**About this task:** Repeat exactly what appears from the opening line of the listing to the line with "#[serde(untagged)]", inclusive.

--- START ---

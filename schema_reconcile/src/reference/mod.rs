//! Reference schema files
//!
//! A reference file lists tables in logical terms: columns carry a logical
//! datatype name rather than SQL, so one file describes the schema for every
//! dialect. The [`ReferenceRegistry`] turns a set of files into a
//! [`SchemaDefinition`](crate::schema::types::SchemaDefinition) for one
//! dialect.

pub mod registry;

use serde::{Deserialize, Serialize};

pub use registry::ReferenceRegistry;

/// Top-level structure of a reference file
#[derive(Debug, Clone, Default, Serialize, Deserialize)]
pub struct ReferenceFile {
    #[serde(default)]
    pub tables: Vec<TableEntry>,
}

#[derive(Debug, Clone, Serialize, Deserialize)]
pub struct TableEntry {
    pub name: String,
    #[serde(default)]
    pub columns: Vec<ColumnEntry>,
    #[serde(default)]
    pub indexes: Vec<IndexEntry>,
    #[serde(default)]
    pub constraints: Vec<ConstraintEntry>,
}

#[derive(Debug, Clone, Serialize, Deserialize)]
pub struct ColumnEntry {
    pub name: String,
    /// Logical datatype name, e.g. `short_text` or `long`
    #[serde(rename = "type")]
    pub logical_type: String,
    #[serde(default, skip_serializing_if = "Option::is_none")]
    pub length: Option<u32>,
    #[serde(default)]
    pub nullable: bool,
    #[serde(default)]
    pub auto_increment: bool,
    #[serde(default, skip_serializing_if = "Option::is_none")]
    pub default: Option<DefaultValue>,
}

/// Index entry, shared by reference and snapshot files
#[derive(Debug, Clone, Serialize, Deserialize)]
pub struct IndexEntry {
    pub name: String,
    #[serde(default)]
    pub primary: bool,
    #[serde(default)]
    pub unique: bool,
    pub columns: Vec<String>,
}

/// Foreign key entry, shared by reference and snapshot files
#[derive(Debug, Clone, Serialize, Deserialize)]
pub struct ConstraintEntry {
    pub name: String,
    pub column: String,
    pub references_table: String,
    pub references_column: String,
    #[serde(default, skip_serializing_if = "Option::is_none")]
    pub on_delete: Option<String>,
    #[serde(default, skip_serializing_if = "Option::is_none")]
    pub on_update: Option<String>,
}

/// A default as written in a file: `default = 0` and `default = "0"` both work
#[derive(Debug, Clone, PartialEq, Serialize, Deserialize)]
#[serde(untagged)]
pub enum DefaultValue {
    Bool(bool),
    Integer(i64),
    Float(f64),
    Text(String),
}

impl DefaultValue {
    /// Raw default text; booleans become `1`/`0`
    pub fn to_sql_value(&self) -> String {
        match self {
            DefaultValue::Bool(value) => (if *value { "1" } else { "0" }).to_string(),
            DefaultValue::Integer(value) => value.to_string(),
            DefaultValue::Float(value) => value.to_string(),
            DefaultValue::Text(value) => value.clone(),
        }
    }
}
//! Dialect renderers
//!
//! One renderer per database family turns definitions and diffs into literal
//! DDL. Every renderer is a pure function set: statements come back as an
//! ordered list, one executable unit per entry, because some databases cannot
//! mix DDL kinds in a single statement.

pub mod common;
pub mod hsql;
pub mod mssql;
pub mod mysql;
pub mod oracle;

use serde::{Deserialize, Serialize};
use std::fmt;
use std::str::FromStr;

use crate::error::{Error, Result};
use crate::schema::types::{
    ColumnDefinition, ConstraintDefinition, IndexDefinition, TableDefinition,
};

pub use hsql::HsqlRenderer;
pub use mssql::MsSqlRenderer;
pub use mysql::MySqlRenderer;
pub use oracle::OracleRenderer;

/// Supported database families
#[derive(Debug, Clone, Copy, PartialEq, Eq, Hash, Serialize, Deserialize)]
#[serde(rename_all = "lowercase")]
pub enum Dialect {
    MySql,
    MsSql,
    Oracle,
    Hsql,
}

static MYSQL: MySqlRenderer = MySqlRenderer;
static MSSQL: MsSqlRenderer = MsSqlRenderer;
static ORACLE: OracleRenderer = OracleRenderer;
static HSQL: HsqlRenderer = HsqlRenderer;

impl Dialect {
    pub fn all() -> [Dialect; 4] {
        [Dialect::MySql, Dialect::MsSql, Dialect::Oracle, Dialect::Hsql]
    }

    pub fn name(&self) -> &'static str {
        match self {
            Dialect::MySql => "mysql",
            Dialect::MsSql => "mssql",
            Dialect::Oracle => "oracle",
            Dialect::Hsql => "hsql",
        }
    }

    /// The renderer implementing this dialect
    pub fn renderer(&self) -> &'static dyn DialectRenderer {
        match self {
            Dialect::MySql => &MYSQL,
            Dialect::MsSql => &MSSQL,
            Dialect::Oracle => &ORACLE,
            Dialect::Hsql => &HSQL,
        }
    }

    /// Whether unquoted identifiers are folded to upper case
    pub fn forces_uppercase(&self) -> bool {
        matches!(self, Dialect::Oracle | Dialect::Hsql)
    }
}

impl fmt::Display for Dialect {
    fn fmt(&self, f: &mut fmt::Formatter<'_>) -> fmt::Result {
        f.write_str(self.name())
    }
}

impl FromStr for Dialect {
    type Err = Error;

    fn from_str(s: &str) -> Result<Self> {
        match s.trim().to_lowercase().as_str() {
            "mysql" | "mariadb" => Ok(Dialect::MySql),
            "mssql" | "sqlserver" | "sql_server" => Ok(Dialect::MsSql),
            "oracle" => Ok(Dialect::Oracle),
            "hsql" | "hsqldb" => Ok(Dialect::Hsql),
            other => Err(Error::UnsupportedDialect(other.to_string())),
        }
    }
}

/// Rendering contract every dialect implements
pub trait DialectRenderer: Send + Sync {
    fn dialect(&self) -> Dialect;

    /// Escape a column or index identifier
    fn quote_ident(&self, name: &str) -> String;

    /// Escape a table identifier
    fn table_ident(&self, name: &str) -> String {
        name.to_string()
    }

    /// CREATE TABLE plus whatever the dialect cannot inline into it
    fn render_create_table(&self, table: &TableDefinition) -> Result<Vec<String>>;

    fn render_column_add(&self, column: &ColumnDefinition) -> Result<Vec<String>>;

    /// Move `old` to `new`, restating only the clauses that changed
    fn render_column_alter(
        &self,
        old: &ColumnDefinition,
        new: &ColumnDefinition,
    ) -> Result<Vec<String>>;

    /// `table` supplies the column types an index may need a key length for
    fn render_index_add(
        &self,
        table: &TableDefinition,
        index: &IndexDefinition,
    ) -> Result<Vec<String>>;

    fn render_index_drop(&self, index: &IndexDefinition) -> Result<Vec<String>>;

    /// Drop `existing` if present, then add `reference` if present
    fn render_constraint_sync(
        &self,
        existing: Option<&ConstraintDefinition>,
        reference: Option<&ConstraintDefinition>,
    ) -> Result<Vec<String>>;

    /// Strip catalog decoration from a reported default. Idempotent.
    fn normalize_default(&self, raw: Option<&str>) -> Option<String>;

    /// Canonical type name with dialect aliases folded
    fn normalize_type_name(&self, name: &str) -> String;
}

#[cfg(test)]
mod tests {
    use super::*;

    #[test]
    fn test_parse_dialect() {
        assert_eq!("MySQL".parse::<Dialect>().unwrap(), Dialect::MySql);
        assert_eq!("sqlserver".parse::<Dialect>().unwrap(), Dialect::MsSql);
        assert_eq!("hsqldb".parse::<Dialect>().unwrap(), Dialect::Hsql);
        assert!(matches!(
            "db2".parse::<Dialect>(),
            Err(Error::UnsupportedDialect(_))
        ));
    }

    #[test]
    fn test_renderer_selection() {
        for dialect in Dialect::all() {
            assert_eq!(dialect.renderer().dialect(), dialect);
        }
    }
}
impl fmt::Display for PassStage {
    fn fmt(&self, f: &mut fmt::Formatter<'_>) -> fmt::Result {
        f.write_str(match self {
            PassStage::Start => "start",
            PassStage::TablesDiffed => "tables_diffed",
            PassStage::ColumnsDiffed => "columns_diffed",
            PassStage::IndexesDiffed => "indexes_diffed",
            PassStage::ConstraintsDiffed => "constraints_diffed",
            PassStage::PlanReady => "plan_ready",
        })
    }
}

/// What the tables phase learned about one reference table
enum TableState {
    /// Created by this plan
    Created,
    Existing(TableDefinition),
    /// Absent and not created
    Missing,
    /// Could not be introspected
    Failed,
}

/// Accumulated output of a pass
struct Pass {
    stage: PassStage,
    plan: RepairPlan,
    findings: Vec<Finding>,
    /// Lower-cased tables that will not exist once the plan has run
    absent_tables: HashSet<String>,
    /// Lower-cased (table, column) pairs that will not exist either
    absent_columns: HashSet<(String, String)>,
}

impl Pass {
    fn new() -> Self {
        Self {
            stage: PassStage::Start,
            plan: RepairPlan::new(),
            findings: Vec::new(),
            absent_tables: HashSet::new(),
            absent_columns: HashSet::new(),
        }
    }

    fn mark_table_absent(&mut self, table: &str) {
        self.absent_tables.insert(table.to_lowercase());
    }

    fn mark_column_absent(&mut self, table: &str, column: &str) {
        self.absent_columns
            .insert((table.to_lowercase(), column.to_lowercase()));
    }

    /// Why `table.column` cannot be relied on after the plan, if it cannot
    fn unavailable(&self, table: &str, column: &str) -> Option<String> {
        let table_key = table.to_lowercase();
        if self.absent_tables.contains(&table_key) {
            return Some(format!("table {} does not exist", table));
        }
        if self
            .absent_columns
            .contains(&(table_key, column.to_lowercase()))
        {
            return Some(format!("column {}.{} does not exist", table, column));
        }
        None
    }

    /// First missing column an index depends on
    fn index_dependency(&self, table: &str, index: &IndexDefinition) -> Option<String> {
        index
            .column_names()
            .find_map(|column| self.unavailable(table, column))
    }

    /// First missing column or table a foreign key depends on
    fn constraint_dependency(&self, constraint: &ConstraintDefinition) -> Option<String> {
        self.unavailable(&constraint.table_name, &constraint.column_name)
            .or_else(|| {
                self.unavailable(
                    &constraint.foreign_table_name,
                    &constraint.foreign_column_name,
                )
            })
    }

    fn advance(&mut self, next: PassStage) {
        debug!(from = %self.stage, to = %next, "Reconciliation stage");
        self.stage = next;
    }

    fn find(&mut self, finding: Finding) {
        debug!(finding = %finding, "Drift left in place");
        self.findings.push(finding);
    }

    /// Record a rendered repair; a render failure becomes an Unrenderable finding
    fn repair(&mut self, group: PlanGroup, rendered: Result<Vec<String>>) -> Result<bool> {
        match rendered {
            Ok(statements) if statements.is_empty() => Ok(false),
            Ok(statements) => {
                self.plan.groups.push(group.with_statements(statements));
                Ok(true)
            }
            Err(e) if !e.is_fatal_for_pass() => {
                warn!(
                    table = %group.table_name,
                    target = %group.target_name,
                    error = %e,
                    "Repair cannot be rendered"
                );
                self.findings.push(
                    Finding::new(
                        FindingKind::Unrenderable,
                        group.target_kind,
                        &group.table_name,
                        &group.target_name,
                    )
                    .expected(group.reason)
                    .actual(e.to_string()),
                );
                Ok(false)
            }
            Err(e) => Err(e),
        }
    }

    fn finish(mut self) -> Reconciliation {
        // Stable, so per-table and reference order survive within a phase
        self.plan.groups.sort_by_key(|group| group.action.phase());
        self.advance(PassStage::PlanReady);

        Reconciliation {
            plan: self.plan,
            findings: self.findings,
        }
    }
}

/// Diffs a reference schema against introspected metadata for one dialect
pub struct Reconciler<'a> {
    renderer: &'a dyn DialectRenderer,
    capabilities: Capabilities,
}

--- END ---

**Answer area:**
filename schema_reconcile/src/reference/mod.rs
//! Reference schema files
//!
//! A reference file lists tables in logical terms: columns carry a logical
//! datatype name rather than SQL, so one file describes the schema for every
//! dialect. The [`ReferenceRegistry`] turns a set of files into a
//! [`SchemaDefinition`](crate::schema::types::SchemaDefinition) for one
//! dialect.

pub mod registry;

use serde::{Deserialize, Serialize};

pub use registry::ReferenceRegistry;

/// Top-level structure of a reference file
#[derive(Debug, Clone, Default, Serialize, Deserialize)]
pub struct ReferenceFile {
    #[serde(default)]
    pub tables: Vec<TableEntry>,
}

#[derive(Debug, Clone, Serialize, Deserialize)]
pub struct TableEntry {
    pub name: String,
    #[serde(default)]
    pub columns: Vec<ColumnEntry>,
    #[serde(default)]
    pub indexes: Vec<IndexEntry>,
    #[serde(default)]
    pub constraints: Vec<ConstraintEntry>,
}

#[derive(Debug, Clone, Serialize, Deserialize)]
pub struct ColumnEntry {
    pub name: String,
    /// Logical datatype name, e.g. `short_text` or `long`
    #[serde(rename = "type")]
    pub logical_type: String,
    #[serde(default, skip_serializing_if = "Option::is_none")]
    pub length: Option<u32>,
    #[serde(default)]
    pub nullable: bool,
    #[serde(default)]
    pub auto_increment: bool,
    #[serde(default, skip_serializing_if = "Option::is_none")]
    pub default: Option<DefaultValue>,
}

/// Index entry, shared by reference and snapshot files
#[derive(Debug, Clone, Serialize, Deserialize)]
pub struct IndexEntry {
    pub name: String,
    #[serde(default)]
    pub primary: bool,
    #[serde(default)]
    pub unique: bool,
    pub columns: Vec<String>,
}

/// Foreign key entry, shared by reference and snapshot files
#[derive(Debug, Clone, Serialize, Deserialize)]
pub struct ConstraintEntry {
    pub name: String,
    pub column: String,
    pub references_table: String,
    pub references_column: String,
    #[serde(default, skip_serializing_if = "Option::is_none")]
    pub on_delete: Option<String>,
    #[serde(default, skip_serializing_if = "Option::is_none")]
    pub on_update: Option<String>,
}

/// A default as written in a file: `default = 0` and `default = "0"` both work
#[derive(Debug, Clone, PartialEq, Serialize, Deserialize)]
#[serde(untagged)]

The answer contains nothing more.